Speaking to reporters, Turkish President Recep Tayyip Erdogan has warned Washington against using threatening language toward Ankara, emphasizing that it would not benefit anyone.
Over the weekend, Pompeo and Cavusoglu discussed the case of US pastor Andrew Brunson. He was jailed in 2016 after Ankara had accused him of having ties to the movement of Islamic cleric Fethullah Gulen, who the Turkish authorities consider to be responsible for orchestrating a failed military coup the same year.
US President Donald Trump tweeted last week that if Turkey refused to free the pastor, who is now under house arrest, it would face "large sanctions."

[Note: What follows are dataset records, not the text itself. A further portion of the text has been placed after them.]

// Copyright (C) 2024 Mathew Robinson <chasinglogic@gmail.com>
//
// This program is free software: you can redistribute it and/or modify it under
// the terms of the GNU General Public License as published by the Free Software
// Foundation, version 3.
//
// This program is distributed in the hope that it will be useful, but WITHOUT
// ANY WARRANTY; without even the implied warranty of MERCHANTABILITY or FITNESS
// FOR A PARTICULAR PURPOSE. See the GNU General Public License for more details.
//
// You should have received a copy of the GNU General Public License along with
// this program. If not, see <https://www.gnu.org/licenses/>.
//
use std::collections::BTreeSet;
use std::path::{Path, PathBuf};

use walkdir::{DirEntry, WalkDir};

use crate::error::{Error, Result};

fn is_excluded(entry: &DirEntry, exclude_dirs: &BTreeSet<String>) -> bool {
    // The path the user asked for is never pruned, even if its name is
    // on the list.
    entry.depth() > 0
        && entry.file_type().is_dir()
        && entry
            .file_name()
            .to_str()
            .map(|name| exclude_dirs.contains(name))
            .unwrap_or(false)
}

/// Every file under `path` outside the excluded directories, sorted by
/// name. A file path is returned as is.
pub fn collect_files(path: &Path, exclude_dirs: &BTreeSet<String>) -> Result<Vec<PathBuf>> {
    if path.is_file() {
        return Ok(vec![path.to_path_buf()]);
    }

    if !path.is_dir() {
        return Err(Error::InvalidPath(path.to_path_buf()));
    }

    let mut files = Vec::new();
    for entry in WalkDir::new(path)
        .sort_by_file_name()
        .into_iter()
        .filter_entry(|e| !is_excluded(e, exclude_dirs))
    {
        match entry {
            Ok(entry) if entry.file_type().is_file() => files.push(entry.into_path()),
            Ok(_) => {}
            Err(e) => warn!("skipping unreadable entry: {}", e),
        }
    }

    Ok(files)
}

#[cfg(test)]
mod tests {
    use std::fs;

    use tempfile::TempDir;

    use super::*;

    fn excludes(names: &[&str]) -> BTreeSet<String> {
        names.iter().map(|n| n.to_string()).collect()
    }

    fn touch(dir: &TempDir, rel: &str) {
        let path = dir.path().join(rel);
        fs::create_dir_all(path.parent().unwrap()).unwrap();
        fs::write(path, "").unwrap();
    }

    #[test]
    fn test_collect_files() {
        let dir = TempDir::new().unwrap();
        touch(&dir, "src/b.ts");
        touch(&dir, "src/a.ts");
        touch(&dir, "src/node_modules/dep/index.js");
        touch(&dir, "node_modules/x.ts");
        touch(&dir, ".git/HEAD");
        touch(&dir, "README.md");

        let files = collect_files(dir.path(), &excludes(&["node_modules", ".git"])).unwrap();
        let rel: Vec<String> = files
            .iter()
            .map(|f| {
                f.strip_prefix(dir.path())
                    .unwrap()
                    .to_string_lossy()
                    .replace('\\', "/")
            })
            .collect();

        assert_eq!(vec!["README.md", "src/a.ts", "src/b.ts"], rel);
    }

    #[test]
    fn test_single_file() {
        let dir = TempDir::new().unwrap();
        touch(&dir, "node_modules/x.ts");
        let file = dir.path().join("node_modules/x.ts");

        assert_eq!(vec![file.clone()], collect_files(&file, &excludes(&["node_modules"])).unwrap());
    }

    #[test]
    fn test_root_is_never_excluded() {
        let dir = TempDir::new().unwrap();
        touch(&dir, "dist/out.ts");

        let root = dir.path().join("dist");
        assert_eq!(1, collect_files(&root, &excludes(&["dist"])).unwrap().len());
    }

    #[test]
    fn test_invalid_path() {
        let dir = TempDir::new().unwrap();
        let missing = dir.path().join("nope");
        assert!(matches!(
            collect_files(&missing, &BTreeSet::new()),
            Err(Error::InvalidPath(_))
        ));
    }
}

The United States will impose large sanctions on Turkey for their long time detainment of Pastor Andrew Brunson, a great Christian, family man and wonderful human being. He is suffering greatly. This innocent man of faith should be released immediately!— Donald J. Trump (@realDonaldTrump) 26 июля 2018 г.
Erdogan's remark echo previous comments made by Cavusoglu, who stressed that Turkey would never tolerate threats.
"No one dictates to Turkey. We will never tolerate threats from anybody. Rule of law is for everyone; no exception."
In another development, relations between the two NATO allies have been complicated by disagreements over Ankara's acquisition of Russian S-400 air defense systems, which became a major stumbling block to Turkey also obtaining F-35 fighter jets from the United States.
Reacting to the reports, Erdogan's official representative, Ibrahim Kalin, was quoted as saying that Turkey would "take legal measures if any steps are taken to prevent the supply of the F-35."
In December 2017, Russia and Turkey signed a loan agreement on the sale of the S-400s to Ankara, which led to a fierce backlash from the United States. Washington has on multiple occasions threatened to slap sanctions on Turkey because it believes that the Russian-made weapon is incompatible with NATO's defenses.